* [Supplied records]
'''

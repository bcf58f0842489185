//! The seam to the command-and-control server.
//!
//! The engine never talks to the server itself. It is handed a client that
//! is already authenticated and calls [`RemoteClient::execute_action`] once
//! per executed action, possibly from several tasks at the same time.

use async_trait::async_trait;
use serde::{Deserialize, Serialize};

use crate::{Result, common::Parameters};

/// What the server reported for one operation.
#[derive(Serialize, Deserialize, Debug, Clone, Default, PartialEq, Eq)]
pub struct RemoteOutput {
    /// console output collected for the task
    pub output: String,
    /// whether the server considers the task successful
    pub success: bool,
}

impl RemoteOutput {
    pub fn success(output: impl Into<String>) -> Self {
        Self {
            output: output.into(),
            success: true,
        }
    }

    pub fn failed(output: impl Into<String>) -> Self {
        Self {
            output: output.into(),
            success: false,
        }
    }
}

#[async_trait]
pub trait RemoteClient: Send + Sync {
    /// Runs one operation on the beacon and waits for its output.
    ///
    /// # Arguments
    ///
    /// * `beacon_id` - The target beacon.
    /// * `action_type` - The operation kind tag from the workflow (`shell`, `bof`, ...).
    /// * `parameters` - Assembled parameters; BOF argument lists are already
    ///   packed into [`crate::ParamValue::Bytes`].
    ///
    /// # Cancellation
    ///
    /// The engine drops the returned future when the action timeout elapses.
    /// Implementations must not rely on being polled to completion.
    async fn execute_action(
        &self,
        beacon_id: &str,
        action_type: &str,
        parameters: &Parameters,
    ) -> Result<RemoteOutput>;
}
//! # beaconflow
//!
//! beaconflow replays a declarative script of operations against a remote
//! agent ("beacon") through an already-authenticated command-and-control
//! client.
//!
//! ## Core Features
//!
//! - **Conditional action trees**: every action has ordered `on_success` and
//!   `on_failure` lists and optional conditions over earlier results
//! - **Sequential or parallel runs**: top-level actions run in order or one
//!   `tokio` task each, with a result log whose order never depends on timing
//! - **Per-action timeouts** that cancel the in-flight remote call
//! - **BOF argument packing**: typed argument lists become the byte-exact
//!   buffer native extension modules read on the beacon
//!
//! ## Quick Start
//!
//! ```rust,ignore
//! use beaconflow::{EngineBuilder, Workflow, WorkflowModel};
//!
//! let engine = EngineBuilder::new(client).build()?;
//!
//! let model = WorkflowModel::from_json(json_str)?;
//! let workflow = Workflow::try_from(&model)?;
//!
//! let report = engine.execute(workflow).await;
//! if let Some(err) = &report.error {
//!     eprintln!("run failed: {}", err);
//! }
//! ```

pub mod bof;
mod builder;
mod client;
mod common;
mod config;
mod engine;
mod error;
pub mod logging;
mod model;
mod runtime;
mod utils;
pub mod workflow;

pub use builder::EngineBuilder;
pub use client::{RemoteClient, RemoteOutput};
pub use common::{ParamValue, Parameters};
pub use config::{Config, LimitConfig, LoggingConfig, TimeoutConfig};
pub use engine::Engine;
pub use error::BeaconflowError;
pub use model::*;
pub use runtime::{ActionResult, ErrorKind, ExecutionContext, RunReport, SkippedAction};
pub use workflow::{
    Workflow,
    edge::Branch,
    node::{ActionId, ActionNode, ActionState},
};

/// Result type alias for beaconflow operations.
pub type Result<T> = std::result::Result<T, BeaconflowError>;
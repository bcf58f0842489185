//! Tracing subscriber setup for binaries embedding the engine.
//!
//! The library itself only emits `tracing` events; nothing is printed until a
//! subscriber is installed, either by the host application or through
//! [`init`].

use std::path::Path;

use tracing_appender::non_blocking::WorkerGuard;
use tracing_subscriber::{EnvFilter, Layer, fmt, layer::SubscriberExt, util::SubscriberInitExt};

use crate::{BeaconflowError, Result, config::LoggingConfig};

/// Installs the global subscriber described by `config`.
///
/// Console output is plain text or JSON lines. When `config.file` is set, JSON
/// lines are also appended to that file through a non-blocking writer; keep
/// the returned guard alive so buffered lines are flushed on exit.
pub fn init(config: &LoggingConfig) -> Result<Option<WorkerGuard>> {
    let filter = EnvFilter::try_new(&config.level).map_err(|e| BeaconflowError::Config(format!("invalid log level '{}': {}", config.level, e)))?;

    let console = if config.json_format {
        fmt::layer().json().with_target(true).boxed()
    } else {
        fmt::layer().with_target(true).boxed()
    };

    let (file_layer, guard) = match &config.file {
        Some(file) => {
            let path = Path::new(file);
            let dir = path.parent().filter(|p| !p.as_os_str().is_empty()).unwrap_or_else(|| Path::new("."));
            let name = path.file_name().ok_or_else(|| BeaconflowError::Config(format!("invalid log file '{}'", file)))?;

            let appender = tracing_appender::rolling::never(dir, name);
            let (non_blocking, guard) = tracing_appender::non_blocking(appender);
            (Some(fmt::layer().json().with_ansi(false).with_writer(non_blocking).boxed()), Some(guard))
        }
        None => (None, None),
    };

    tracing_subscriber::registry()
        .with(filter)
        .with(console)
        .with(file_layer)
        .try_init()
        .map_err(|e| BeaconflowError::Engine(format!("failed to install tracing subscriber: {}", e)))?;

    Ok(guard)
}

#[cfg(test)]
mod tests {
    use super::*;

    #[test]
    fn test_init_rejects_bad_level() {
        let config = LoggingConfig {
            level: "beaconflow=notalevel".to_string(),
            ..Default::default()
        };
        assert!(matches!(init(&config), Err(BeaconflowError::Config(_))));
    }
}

'''

* [Exercise objective]
Give again the closing portion of the entries, from the line with "#[cfg(test)]" through the last line. Keep it exact and add nothing.

* [Written answer]
#[cfg(test)]
mod tests {
    use super::*;

    #[test]
    fn test_init_rejects_bad_level() {
        let config = LoggingConfig {
            level: "beaconflow=notalevel".to_string(),
            ..Default::default()
        };
        assert!(matches!(init(&config), Err(BeaconflowError::Config(_))));
    }
}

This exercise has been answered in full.